**Work item:**
Show me every line in the listing that has the word "RevealKind".

**Records shown:**
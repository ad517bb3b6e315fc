use plotline_animation::RevealKind;
use plotline_paint::{FillStyle, PaintContext, Path, StrokeStyle};

/// How a drawable's path is painted.
#[derive(Clone, Debug, PartialEq)]
pub enum DrawPaint {
    Fill(FillStyle),
    Stroke {
        style: FillStyle,
        stroke: StrokeStyle,
    },
}

/// A styled path plus the reveal state it is drawn with.
#[derive(Clone, Debug, PartialEq)]
pub struct Drawable {
    pub path: Path,
    pub paint: DrawPaint,
    pub reveal: RevealKind,
    /// Reveal progress, 0.0 (hidden) to 1.0.
    pub progress: f32,
    /// Bottom edge that [`RevealKind::Scale`] grows from.
    pub anchor_y: f32,
    pub z_index: f32,
}

impl Drawable {
    pub fn new(path: Path, paint: DrawPaint) -> Self {
        Self {
            path,
            paint,
            reveal: RevealKind::Draw,
            progress: 1.0,
            anchor_y: 0.0,
            z_index: 0.0,
        }
    }

    pub fn with_reveal(mut self, reveal: RevealKind, progress: f32, anchor_y: f32) -> Self {
        self.reveal = reveal;
        self.progress = progress.clamp(0.0, 1.0);
        self.anchor_y = anchor_y;
        self
    }

    pub fn with_z_index(mut self, z_index: f32) -> Self {
        self.z_index = z_index;
        self
    }

    /// The path as it should be drawn at the current progress.
    pub fn resolved_path(&self) -> Path {
        match self.reveal {
            RevealKind::Draw => self.path.trimmed(self.progress),
            RevealKind::Scale => self.path.scaled_y(self.progress, self.anchor_y),
        }
    }

    pub fn record(&self, ctx: &mut PaintContext) {
        let path = self.resolved_path();
        match &self.paint {
            DrawPaint::Fill(style) => ctx.fill_path(path, style.clone()),
            DrawPaint::Stroke { style, stroke } => ctx.stroke_path(path, style.clone(), stroke),
        }
    }
}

**Answer box:**
use plotline_animation::RevealKind;
    pub reveal: RevealKind,
    /// Bottom edge that [`RevealKind::Scale`] grows from.
            reveal: RevealKind::Draw,
    pub fn with_reveal(mut self, reveal: RevealKind, progress: f32, anchor_y: f32) -> Self {
            RevealKind::Draw => self.path.trimmed(self.progress),
            RevealKind::Scale => self.path.scaled_y(self.progress, self.anchor_y),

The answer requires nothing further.